Король крыс Клавелл Джеймс
Кинг нашел свою пачку рисовой бумаги и взял щедрую щепотку обработанной травы. Он свернул неряшливую самокрутку и отщипнул выступающие концы, небрежно роняя лишний табак на пол.
«Проклятье! – думал Марлоу. – Я предложил ему попробовать, а не хватать столько». Он решил было подобрать остатки табака и положить их обратно в коробочку, но воздержался от этого. «Некоторые вещи делать не пристало», – одернул он себя.
Кинг щелкнул зажигалкой, и они оба ухмыльнулись при виде ее.
Кинг сделал осторожную затяжку, потом еще одну. Потом затянулся глубоко.
– Но ведь это же здорово! – выдохнул он удивленно. – С «Куа» не сравнить… но это… – Он запнулся и поправился: – Я имею в виду, что это неплохо.

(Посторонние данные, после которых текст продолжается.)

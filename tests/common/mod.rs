#![allow(dead_code)]

use chrono::{DateTime, Duration, Utc};
use std::sync::{Arc, Mutex};

use trend_cluster_bot::config::Config;
use trend_cluster_bot::models::{Candle, CandleSeries};
use trend_cluster_bot::trading::{EventSink, TradeEvent};

fn base_time() -> DateTime<Utc> {
    DateTime::parse_from_rfc3339("2024-01-15T12:00:00Z")
        .unwrap()
        .with_timezone(&Utc)
}

pub fn bar(i: usize, open: f64, high: f64, low: f64, close: f64) -> Candle {
    Candle {
        timestamp: base_time() + Duration::minutes(i as i64),
        open,
        high,
        low,
        close,
        volume: 100.0,
    }
}

/// Create candles from (open, high, low, close) tuples with auto-incrementing 1m timestamps.
pub fn make_candles(data: &[(f64, f64, f64, f64)]) -> CandleSeries {
    CandleSeries::new(
        data.iter()
            .enumerate()
            .map(|(i, &(o, h, l, c))| bar(i, o, h, l, c))
            .collect(),
    )
}

/// Quiet upward drift with a single high-volume +30 breakout bar.
pub fn breakout_series(n: usize, breakout: usize) -> CandleSeries {
    let mut close = 100.0;
    let candles = (0..n)
        .map(|i| {
            let open = close;
            if i == breakout {
                close += 30.0;
                Candle {
                    volume: 300.0,
                    ..bar(i, open, close + 1.0, open - 1.0, close)
                }
            } else {
                close += 0.01;
                bar(i, open, close + 1.0, close - 1.0, close)
            }
        })
        .collect();
    CandleSeries::new(candles)
}

/// Deterministic swinging series with periodic volume spikes, so that
/// tracks flip in both directions and some flips pass the volume filter.
pub fn swing_series(n: usize) -> CandleSeries {
    let candles = (0..n)
        .map(|i| {
            let t = i as f64;
            let mid = 100.0 + 12.0 * (t / 25.0).sin() + 4.0 * (t / 7.0).sin();
            let prev = 100.0 + 12.0 * ((t - 1.0) / 25.0).sin() + 4.0 * ((t - 1.0) / 7.0).sin();
            let spread = 0.8 + 0.4 * (t / 3.0).cos().abs();
            Candle {
                volume: if i % 9 == 0 { 400.0 } else { 100.0 + (i % 5) as f64 * 10.0 },
                ..bar(
                    i,
                    prev,
                    mid.max(prev) + spread,
                    mid.min(prev) - spread,
                    mid,
                )
            }
        })
        .collect();
    CandleSeries::new(candles)
}

pub fn test_config() -> Config {
    Config {
        symbol: "TESTUSD".to_string(),
        atr_period: 3,
        min_factor: 1.0,
        max_factor: 3.0,
        factor_step: 1.0,
        perf_alpha: 10.0,
        perf_window: 10,
        volume_ma_period: 20,
        volume_multiplier: 1.5,
        output_dir: std::env::temp_dir()
            .join(format!("trend_cluster_integ_{}", std::process::id()))
            .to_string_lossy()
            .to_string(),
        log_level: "ERROR".to_string(),
        ..Config::default()
    }
}

#[derive(Clone, Default)]
pub struct RecordingSink {
    events: Arc<Mutex<Vec<TradeEvent>>>,
}

impl RecordingSink {
    pub fn events(&self) -> Vec<TradeEvent> {
        self.events.lock().unwrap().clone()
    }
}

impl EventSink for RecordingSink {
    fn emit(&mut self, event: &TradeEvent) {
        self.events.lock().unwrap().push(event.clone());
    }
}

– Совсем неплохо, – засмеялся Питер Марлоу.
– Как, черт возьми, вы этого добились?
– Секрет фирмы.
Кинг понял, что держит в руках золотую жилу.

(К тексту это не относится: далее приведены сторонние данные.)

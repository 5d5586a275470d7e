use serde::{Deserialize, Serialize};
use std::fmt;

/// Side of a signal or position.
#[derive(Debug, Clone, Copy, PartialEq, Eq, Hash, Serialize, Deserialize)]
#[serde(rename_all = "lowercase")]
pub enum Direction {
    Buy,
    Sell,
}

impl fmt::Display for Direction {
    fn fmt(&self, f: &mut fmt::Formatter<'_>) -> fmt::Result {
        write!(f, "{}", self.as_str())
    }
}

impl Direction {
    pub fn as_str(&self) -> &'static str {
        match self {
            Direction::Buy => "buy",
            Direction::Sell => "sell",
        }
    }

    /// +1 for buys, -1 for sells. Multiply a price move by this to get P/L sign.
    pub fn sign(self) -> f64 {
        match self {
            Direction::Buy => 1.0,
            Direction::Sell => -1.0,
        }
    }
}

/// Direction held by a trend track.
#[derive(Debug, Clone, Copy, PartialEq, Eq, Hash, Serialize, Deserialize)]
#[serde(rename_all = "lowercase")]
pub enum Trend {
    Up,
    Down,
}

impl fmt::Display for Trend {
    fn fmt(&self, f: &mut fmt::Formatter<'_>) -> fmt::Result {
        match self {
            Trend::Up => write!(f, "up"),
            Trend::Down => write!(f, "down"),
        }
    }
}

impl Trend {
    /// The trade direction a flip *into* this trend calls for.
    pub fn to_direction(self) -> Direction {
        match self {
            Trend::Up => Direction::Buy,
            Trend::Down => Direction::Sell,
        }
    }
}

– Я догадываюсь, что это долгий и сложный процесс, – скромно сказал он.
– О, на самом деле это очень просто. Вы пропитываете необработанный табак чаем, потом отжимаете. Затем посыпаете небольшим количеством белого сахара и все перемешиваете, а когда смесь пропитается сахаром, аккуратно жарите табак на сковородке на малом огне. Постоянно перемешивайте смесь или она будет испорчена. Вам надо не пропустить момент, когда смесь будет готова. Она должна быть не слишком сухая и не слишком влажная.
Кинг был удивлен, что Питер Марлоу так просто выложил ему способ изготовления, не обговорив предварительно условий сделки. «Он, – думал Кинг, – конечно, только распаляет мой аппетит. Не может быть, чтобы все делалось так просто, иначе все бы делали это. А он, вероятно, понимает, что я единственный, с кем можно провернуть такое дело».
– И все? – спросил Кинг, улыбаясь.
– Да. Тут и вправду нечего добавить.
Кинг представил, как можно наладить процветающее дело. И при этом законное.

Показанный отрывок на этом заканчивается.